Wondering if a sleep study is necessary for hypertension and blood pressure problems

Dear Dr. Rosenberg,

I am on three medications for hypertension and my blood pressure still runs high. My cardiologist suggested I get a sleep study. I live alone and don’t know if I snore or stop breathing but no one has ever mentioned it. Do you think a sleep study is really necessary?

A: Yes I do. What you have is known as resistant hypertension, which is the requirement of three or more medications to control hypertension. Studies have shown that 70 percent of individuals with this condition have sleep apnea. In fact, a study published this month in the Journal of Clinical Sleep Medicine, done in Hong Kong, revealed that over 90% had sleep apnea. It also revealed that just treating the blood pressure without treating the sleep apnea, failed to prevent cardiac complications.

Dear Dr. Rosenberg,

My dad was diagnosed with Parkinson’s disease about a year ago. My mom says he is having a hard time staying asleep. Is this common in Parkinson’s?
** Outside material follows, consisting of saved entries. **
use super::evaluator::Evaluator;
use super::hand::Hand;
use super::kicks::Kickers;
use super::rank::Rank;
use super::ranking::{HandClass, Ranking};

/// A hand's strength: always constructed from a `Hand`, an unordered set of
/// cards. `Ord` on `(Ranking, Kickers)` already gives a total order that
/// respects the Hold'em hand hierarchy (class first, then kickers), so
/// `score(H1) > score(H2) iff H1 beats H2` holds directly from derived `Ord`
/// — `score()` below just projects that same order onto a single integer
/// with disjoint, class-monotone ranges, per the "avoid float fragility"
/// design note.
#[derive(Debug, Clone, Copy, Eq, PartialEq, PartialOrd, Ord, serde::Serialize, serde::Deserialize)]
pub struct Strength {
    ranking: Ranking,
    kickers: Kickers,
}

impl Strength {
    pub fn class(&self) -> HandClass {
        HandClass::from(&self.ranking)
    }
    pub fn ranking(&self) -> Ranking {
        self.ranking
    }

    /// Base-15 integer encoding: one digit for the hand class, five digits
    /// for the ordered significant ranks (primary rank(s) of the class
    /// followed by kickers, unused digits zero). Disjoint per class and
    /// monotone within a class, matching §9's "10-digit base-15" note
    /// (we only ever need 5 rank digits, not 10, since a 5-card Hold'em
    /// hand has at most 5 significant ranks).
    pub fn score(&self) -> u64 {
        const BASE: u64 = 15;
        let class = class_index(&self.ranking) as u64;
        let mut digits = [0u64; 5];
        let primaries = primary_ranks(&self.ranking);
        for (i, r) in primaries.iter().enumerate() {
            digits[i] = (*r as u64) + 1;
        }
        let mut slot = primaries.len();
        for r in descending_ranks(u16::from(self.kickers)) {
            if slot >= digits.len() {
                break;
            }
            digits[slot] = (r as u64) + 1;
            slot += 1;
        }
        digits
            .iter()
            .fold(class, |acc, &d| acc * BASE + d)
    }
}

fn class_index(r: &Ranking) -> u8 {
    match r {
        Ranking::HighCard(_) => 0,
        Ranking::OnePair(_) => 1,
        Ranking::TwoPair(..) => 2,
        Ranking::ThreeOAK(_) => 3,
        Ranking::Straight(_) => 4,
        Ranking::Flush(_) => 5,
        Ranking::FullHouse(..) => 6,
        Ranking::FourOAK(_) => 7,
        Ranking::StraightFlush(_) => 8,
    }
}

fn primary_ranks(r: &Ranking) -> Vec<Rank> {
    match *r {
        Ranking::HighCard(a)
        | Ranking::OnePair(a)
        | Ranking::ThreeOAK(a)
        | Ranking::Straight(a)
        | Ranking::Flush(a)
        | Ranking::FourOAK(a)
        | Ranking::StraightFlush(a) => vec![a],
        Ranking::TwoPair(a, b) | Ranking::FullHouse(a, b) => vec![a, b],
    }
}

fn descending_ranks(mask: u16) -> impl Iterator<Item = Rank> {
    (0..13).rev().filter_map(move |i| {
        if mask & (1 << i) != 0 {
            Some(Rank::from(i as u8))
        } else {
            None
        }
    })
}

impl From<Hand> for Strength {
    fn from(hand: Hand) -> Self {
        Self::from(Evaluator::from(hand))
    }
}
impl From<Evaluator> for Strength {
    fn from(e: Evaluator) -> Self {
        let ranking = e.find_ranking();
        let kickers = e.find_kickers(ranking);
        Self { ranking, kickers }
    }
}

impl std::fmt::Display for Strength {
    fn fmt(&self, f: &mut std::fmt::Formatter) -> std::fmt::Result {
        write!(f, "{:<16}{}", self.ranking, self.kickers)
    }
}

#[cfg(test)]
mod tests {
    use super::*;
    use crate::cards::card::Card;
    use crate::cards::suit::Suit;

    fn strength(cards: Vec<(Rank, Suit)>) -> Strength {
        let hand = Hand::from(cards.into_iter().map(Card::from).collect::<Vec<_>>());
        Strength::from(hand)
    }

    #[test]
    fn score_is_class_monotone() {
        let high = strength(vec![
            (Rank::Ace, Suit::Spade),
            (Rank::King, Suit::Heart),
            (Rank::Queen, Suit::Diamond),
            (Rank::Jack, Suit::Club),
            (Rank::Nine, Suit::Spade),
        ]);
        let pair = strength(vec![
            (Rank::Two, Suit::Spade),
            (Rank::Two, Suit::Heart),
            (Rank::Three, Suit::Diamond),
            (Rank::Four, Suit::Club),
            (Rank::Five, Suit::Spade),
        ]);
        assert!(pair.score() > high.score());
        assert!(pair > high);
    }

    #[test]
    fn score_breaks_ties_within_class() {
        let ace_high = strength(vec![
            (Rank::Ace, Suit::Spade),
            (Rank::King, Suit::Heart),
            (Rank::Queen, Suit::Diamond),
            (Rank::Jack, Suit::Club),
            (Rank::Nine, Suit::Spade),
        ]);
        let king_high = strength(vec![
            (Rank::King, Suit::Spade),
            (Rank::Queen, Suit::Heart),
            (Rank::Jack, Suit::Diamond),
            (Rank::Ten, Suit::Club),
            (Rank::Eight, Suit::Spade),
        ]);
        assert!(ace_high.score() > king_high.score());
    }
}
A: Yes, up to 50 percent of people with the disease have trouble falling and especially staying asleep. This can be due to frequent urination, inability to move easily and find a comfortable position, painful muscle spasms and restless legs syndrome and sleep apnea, to name a few. I would urge your mother to discuss this with his neurologist. Most of these are treatable.

Dear Dr. Rosenberg,

My husband was recently hospitalized with a heart attack. While in the hospital his nurse noted that he stopped breathing in his sleep. His doctor wants him to have a sleep study but he is not convinced it is necessary. What do you think?
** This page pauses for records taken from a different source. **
use crate::cards::{Board, Hand, Strength};
use crate::table::{SeatStatus, Table};

/// One seat's result from a hand: what it risked, what it won back, and the
/// strength it showed (or would have shown) at showdown.
#[derive(Debug, Clone, Copy, serde::Serialize, serde::Deserialize)]
pub struct Settlement {
    pub seat_index: usize,
    pub player_id: u64,
    pub risked: u64,
    pub reward: u64,
    pub status: SeatStatus,
    pub strength: Option<Strength>,
}

/// Stratifies the pot into side-pot layers by distinct all-in stake level
/// and awards each layer only to the non-folded players who reached it,
/// splitting a layer's remainder one chip at a time to winners in
/// button-relative seat order.
///
/// Settles layers from the lowest stake level to the highest, mirroring how
/// side pots actually form: the shortest stack's contribution caps the
/// first layer every player (folded or not) is eligible to have funded, the
/// next-shortest caps the second, and so on.
pub struct Showdown {
    settlements: Vec<Settlement>,
    seat_order: Vec<usize>,
    prev_stake: u64,
}

impl Showdown {
    pub fn new(table: &Table, board: &Board) -> Self {
        let seat_order = table.seats_left_of_button();
        let settlements = seat_order
            .iter()
            .map(|&index| {
                let seat = table.get(index).expect("seat_order only lists occupied seats");
                let strength = match seat.state.status {
                    SeatStatus::Folded => None,
                    _ => seat.state.hole.map(|hole| {
                        let mut cards = Vec::from(hole);
                        cards.extend_from_slice(board.cards());
                        Strength::from(Hand::from(cards))
                    }),
                };
                Settlement {
                    seat_index: index,
                    player_id: seat.player_id,
                    risked: seat.state.total_contributed,
                    reward: 0,
                    status: seat.state.status,
                    strength,
                }
            })
            .collect();
        Self { settlements, seat_order, prev_stake: 0 }
    }

    /// Awards the entire pot to the single remaining player, for the case
    /// where every other seat has folded and no hands need to be compared.
    pub fn award_uncontested(table: &Table, board: &Board, winner: usize, pot: u64) -> Vec<Settlement> {
        let mut showdown = Self::new(table, board);
        for settlement in showdown.settlements.iter_mut() {
            if settlement.seat_index == winner {
                settlement.reward = pot;
            }
        }
        showdown.settlements
    }

    pub fn settle(mut self) -> Vec<Settlement> {
        loop {
            let Some(stake) = self.next_stake() else {
                break;
            };
            self.distribute_layer(stake);
            self.prev_stake = stake;
        }
        self.settlements
    }

    /// The next-higher distinct contribution level among players still
    /// eligible to contest a pot (i.e. who put in more than the previous
    /// layer's stake).
    fn next_stake(&self) -> Option<u64> {
        self.settlements
            .iter()
            .map(|s| s.risked)
            .filter(|&stake| stake > self.prev_stake)
            .min()
    }

    fn distribute_layer(&mut self, stake: u64) {
        let layer: u64 = self
            .settlements
            .iter()
            .map(|s| s.risked.min(stake).saturating_sub(self.prev_stake))
            .sum();
        if layer == 0 {
            return;
        }
        let best = self
            .settlements
            .iter()
            .filter(|s| s.status != SeatStatus::Folded && s.risked >= stake)
            .filter_map(|s| s.strength)
            .max();
        let Some(best) = best else {
            return;
        };
        let winners: Vec<usize> = self
            .seat_order
            .iter()
            .copied()
            .filter(|&i| {
                self.settlements.iter().any(|s| {
                    s.seat_index == i && s.status != SeatStatus::Folded && s.risked >= stake && s.strength == Some(best)
                })
            })
            .collect();
        let share = layer / winners.len() as u64;
        let remainder = layer % winners.len() as u64;
        for (n, &winner) in winners.iter().enumerate() {
            let settlement = self.settlements.iter_mut().find(|s| s.seat_index == winner).unwrap();
            settlement.reward += share;
            if (n as u64) < remainder {
                settlement.reward += 1;
            }
        }
    }
}

#[cfg(test)]
mod tests {
    use super::*;
    use crate::cards::{Card, Hole, Rank, Suit};

    fn seat_with(table: &mut Table, id: u64, stack: u64, hole: (Rank, Suit, Rank, Suit)) -> usize {
        let mut state = crate::table::PlayerState::new(stack);
        state.hole = Some(Hole::new(Card::new(hole.0, hole.1), Card::new(hole.2, hole.3)));
        let index = table
            .seat_player(crate::table::Seat { player_id: id, name: format!("p{id}"), state }, None)
            .unwrap();
        index
    }

    #[test]
    fn single_pot_splits_evenly_between_tied_winners() {
        let mut table = Table::new(2);
        let a = seat_with(&mut table, 1, 0, (Rank::Ace, Suit::Spade, Rank::King, Suit::Spade));
        let b = seat_with(&mut table, 2, 0, (Rank::Ace, Suit::Heart, Rank::King, Suit::Heart));
        table.get_mut(a).unwrap().state.total_contributed = 100;
        table.get_mut(b).unwrap().state.total_contributed = 100;
        table.set_button(a).unwrap();
        let mut board = Board::empty();
        board.extend(vec![
            Card::new(Rank::Two, Suit::Club),
            Card::new(Rank::Seven, Suit::Diamond),
            Card::new(Rank::Nine, Suit::Club),
            Card::new(Rank::Jack, Suit::Diamond),
            Card::new(Rank::Three, Suit::Heart),
        ]);
        let settlements = Showdown::new(&table, &board).settle();
        let total_reward: u64 = settlements.iter().map(|s| s.reward).sum();
        assert_eq!(total_reward, 200);
        assert!(settlements.iter().all(|s| s.reward == 100));
    }

    #[test]
    fn side_pot_layer_excludes_short_stack_from_upper_layer() {
        let mut table = Table::new(3);
        let short = seat_with(&mut table, 1, 0, (Rank::Two, Suit::Club, Rank::Two, Suit::Diamond));
        let mid = seat_with(&mut table, 2, 0, (Rank::King, Suit::Spade, Rank::King, Suit::Heart));
        let big = seat_with(&mut table, 3, 0, (Rank::Seven, Suit::Club, Rank::Eight, Suit::Club));
        table.get_mut(short).unwrap().state.total_contributed = 50;
        table.get_mut(mid).unwrap().state.total_contributed = 150;
        table.get_mut(big).unwrap().state.total_contributed = 150;
        table.get_mut(big).unwrap().state.status = SeatStatus::Folded;
        table.set_button(short).unwrap();

        let mut board = Board::empty();
        board.extend(vec![
            Card::new(Rank::Two, Suit::Spade),
            Card::new(Rank::Two, Suit::Heart),
            Card::new(Rank::Nine, Suit::Club),
            Card::new(Rank::Jack, Suit::Diamond),
            Card::new(Rank::Three, Suit::Heart),
        ]);

        let settlements = Showdown::new(&table, &board).settle();
        let total_risked: u64 = settlements.iter().map(|s| s.risked).sum();
        let total_reward: u64 = settlements.iter().map(|s| s.reward).sum();
        assert_eq!(total_risked, total_reward);

        let short_reward = settlements.iter().find(|s| s.seat_index == short).unwrap().reward;
        let mid_reward = settlements.iter().find(|s| s.seat_index == mid).unwrap().reward;
        assert!(short_reward > 0);
        assert!(mid_reward > short_reward);
    }
}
A: Based on recent findings, I would encourage him to get tested. One recent study followed people for six years who had had heart attacks. Those with sleep apnea who refused treatment were 80 percent more likely to go on to develop a second heart attack than those who chose treatment.

Dear Dr. Rosenberg,

My daughter has been diagnosed with sleep apnea and she has diabetes. As of now, she is not sure that she wants to treat her sleep apnea. She dreads wearing a CPAP mask. I am worried that by ignoring it, matters will get worse. Am I correct?

A: Yes you are. We know that treating sleep apnea decrees the blood sugar significantly making control of diabetes much easier. We also know, based on a study published in the October issue of BMJ (British Medical Journal), that the incidence of diabetic kidney disease is 75 percent higher in diabetics with untreated sleep apnea.